## TASK DIRECTIONS
When you reach the line containing "in one request." in the data below, reproduce it and every line that follows, exactly and without additions.
---------- DATA TO PROCESS ----------
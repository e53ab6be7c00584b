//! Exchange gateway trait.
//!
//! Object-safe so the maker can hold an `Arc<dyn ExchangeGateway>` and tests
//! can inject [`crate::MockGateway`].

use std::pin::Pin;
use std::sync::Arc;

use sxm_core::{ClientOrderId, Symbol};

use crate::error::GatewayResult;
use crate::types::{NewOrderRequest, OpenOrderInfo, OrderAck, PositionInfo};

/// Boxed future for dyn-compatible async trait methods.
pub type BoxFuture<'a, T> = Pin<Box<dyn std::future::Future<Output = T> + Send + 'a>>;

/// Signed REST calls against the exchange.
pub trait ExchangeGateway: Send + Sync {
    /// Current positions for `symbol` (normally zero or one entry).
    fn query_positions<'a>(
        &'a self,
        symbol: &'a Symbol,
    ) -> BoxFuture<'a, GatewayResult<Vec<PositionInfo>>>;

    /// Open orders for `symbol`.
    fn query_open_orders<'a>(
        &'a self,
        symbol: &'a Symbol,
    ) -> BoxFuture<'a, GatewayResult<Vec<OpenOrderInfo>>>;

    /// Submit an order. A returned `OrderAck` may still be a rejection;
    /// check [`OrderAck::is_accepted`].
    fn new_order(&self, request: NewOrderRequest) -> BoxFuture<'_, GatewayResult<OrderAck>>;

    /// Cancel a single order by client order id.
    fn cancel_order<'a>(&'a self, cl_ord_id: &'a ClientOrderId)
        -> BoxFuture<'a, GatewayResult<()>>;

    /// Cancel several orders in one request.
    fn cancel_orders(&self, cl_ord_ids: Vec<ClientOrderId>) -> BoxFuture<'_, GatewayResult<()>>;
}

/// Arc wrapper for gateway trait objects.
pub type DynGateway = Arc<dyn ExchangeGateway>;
----------
## TASK RESPONSE
    /// Cancel several orders in one request.
    fn cancel_orders(&self, cl_ord_ids: Vec<ClientOrderId>) -> BoxFuture<'_, GatewayResult<()>>;
}

/// Arc wrapper for gateway trait objects.
pub type DynGateway = Arc<dyn ExchangeGateway>;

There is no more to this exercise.